REQUIRED WORK =>
The records below should be copied in full, exactly as shown.

SUPPLIED DATA =>
.....

use crate::jvm::class_file::{self, ConstantsPool, ConstantsWriter, Signature};
use crate::jvm::model::{
    serialize_raw_attributes, Annotations, ConstantData, ConstantResolver, RawAttribute,
};
use crate::jvm::{
    BinaryName, Error, FieldAccessFlags, FieldType, Name, RenderDescriptor, UnqualifiedName,
};

/// Field declared by a class
#[derive(Debug, Clone, PartialEq)]
pub struct Field {
    pub access_flags: FieldAccessFlags,
    pub name: UnqualifiedName,
    pub descriptor: FieldType<BinaryName>,

    /// Generic signature, if the field type mentions type variables or parameters
    pub signature: Option<String>,

    /// Initial value of a `static final` field
    pub constant_value: Option<ConstantData>,
    pub annotations: Annotations,

    /// Every other attribute, kept verbatim
    pub attributes: Vec<RawAttribute>,
}

impl Field {
    pub fn new(
        access_flags: FieldAccessFlags,
        name: UnqualifiedName,
        descriptor: FieldType<BinaryName>,
    ) -> Field {
        Field {
            access_flags,
            name,
            descriptor,
            signature: None,
            constant_value: None,
            annotations: Annotations::default(),
            attributes: vec![],
        }
    }

    pub fn parse_field(
        field: &class_file::Field,
        resolver: &ConstantResolver,
    ) -> Result<Field, Error> {
        let mut parsed = Field::new(
            field.access_flags,
            resolver.unqualified_name(field.name_index)?,
            resolver.field_type(field.descriptor_index)?,
        );

        for attribute in &field.attributes {
            let name = resolver.constants.utf8(attribute.name_index)?;
            if parsed
                .annotations
                .parse_attribute(name, attribute, resolver)?
            {
                continue;
            }
            match name {
                "ConstantValue" => {
                    let index = attribute.parse::<class_file::ConstantValue>()?.0;
                    parsed.constant_value = Some(resolver.constant_data(index)?);
                }
                "Signature" => {
                    let signature = attribute.parse::<Signature>()?.signature;
                    parsed.signature = Some(resolver.utf8(signature)?);
                }
                _ => parsed
                    .attributes
                    .push(RawAttribute::parse_raw(attribute, &resolver.constants)?),
            }
        }

        Ok(parsed)
    }

    pub fn serialize_field(
        &self,
        constants_pool: &mut ConstantsPool,
    ) -> Result<class_file::Field, Error> {
        let name_index = constants_pool.get_utf8(self.name.as_str())?;
        let descriptor_index = constants_pool.get_utf8(&self.descriptor.render())?;

        let mut attributes = vec![];
        if let Some(constant_value) = &self.constant_value {
            let index = constant_value.constant_index(constants_pool)?;
            attributes.push(constants_pool.get_attribute(class_file::ConstantValue(index))?);
        }
        if let Some(signature) = &self.signature {
            let signature = constants_pool.get_utf8(signature.as_str())?;
            attributes.push(constants_pool.get_attribute(Signature { signature })?);
        }
        self.annotations
            .serialize_annotations(constants_pool, &mut attributes)?;
        serialize_raw_attributes(&self.attributes, constants_pool, &mut attributes)?;

        Ok(class_file::Field {
            access_flags: self.access_flags,
            name_index,
            descriptor_index,
            attributes,
        })
    }
}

.....

TASK RESPONSE =>
use crate::jvm::class_file::{self, ConstantsPool, ConstantsWriter, Signature};
use crate::jvm::model::{
    serialize_raw_attributes, Annotations, ConstantData, ConstantResolver, RawAttribute,
};
use crate::jvm::{
    BinaryName, Error, FieldAccessFlags, FieldType, Name, RenderDescriptor, UnqualifiedName,
};

/// Field declared by a class
#[derive(Debug, Clone, PartialEq)]
pub struct Field {
    pub access_flags: FieldAccessFlags,
    pub name: UnqualifiedName,
    pub descriptor: FieldType<BinaryName>,

    /// Generic signature, if the field type mentions type variables or parameters
    pub signature: Option<String>,

    /// Initial value of a `static final` field
    pub constant_value: Option<ConstantData>,
    pub annotations: Annotations,

    /// Every other attribute, kept verbatim
    pub attributes: Vec<RawAttribute>,
}

impl Field {
    pub fn new(
        access_flags: FieldAccessFlags,
        name: UnqualifiedName,
        descriptor: FieldType<BinaryName>,
    ) -> Field {
        Field {
            access_flags,
            name,
            descriptor,
            signature: None,
            constant_value: None,
            annotations: Annotations::default(),
            attributes: vec![],
        }
    }

    pub fn parse_field(
        field: &class_file::Field,
        resolver: &ConstantResolver,
    ) -> Result<Field, Error> {
        let mut parsed = Field::new(
            field.access_flags,
            resolver.unqualified_name(field.name_index)?,
            resolver.field_type(field.descriptor_index)?,
        );

        for attribute in &field.attributes {
            let name = resolver.constants.utf8(attribute.name_index)?;
            if parsed
                .annotations
                .parse_attribute(name, attribute, resolver)?
            {
                continue;
            }
            match name {
                "ConstantValue" => {
                    let index = attribute.parse::<class_file::ConstantValue>()?.0;
                    parsed.constant_value = Some(resolver.constant_data(index)?);
                }
                "Signature" => {
                    let signature = attribute.parse::<Signature>()?.signature;
                    parsed.signature = Some(resolver.utf8(signature)?);
                }
                _ => parsed
                    .attributes
                    .push(RawAttribute::parse_raw(attribute, &resolver.constants)?),
            }
        }

        Ok(parsed)
    }

    pub fn serialize_field(
        &self,
        constants_pool: &mut ConstantsPool,
    ) -> Result<class_file::Field, Error> {
        let name_index = constants_pool.get_utf8(self.name.as_str())?;
        let descriptor_index = constants_pool.get_utf8(&self.descriptor.render())?;

        let mut attributes = vec![];
        if let Some(constant_value) = &self.constant_value {
            let index = constant_value.constant_index(constants_pool)?;
            attributes.push(constants_pool.get_attribute(class_file::ConstantValue(index))?);
        }
        if let Some(signature) = &self.signature {
            let signature = constants_pool.get_utf8(signature.as_str())?;
            attributes.push(constants_pool.get_attribute(Signature { signature })?);
        }
        self.annotations
            .serialize_annotations(constants_pool, &mut attributes)?;
        serialize_raw_attributes(&self.attributes, constants_pool, &mut attributes)?;

        Ok(class_file::Field {
            access_flags: self.access_flags,
            name_index,
            descriptor_index,
            attributes,
        })
    }
}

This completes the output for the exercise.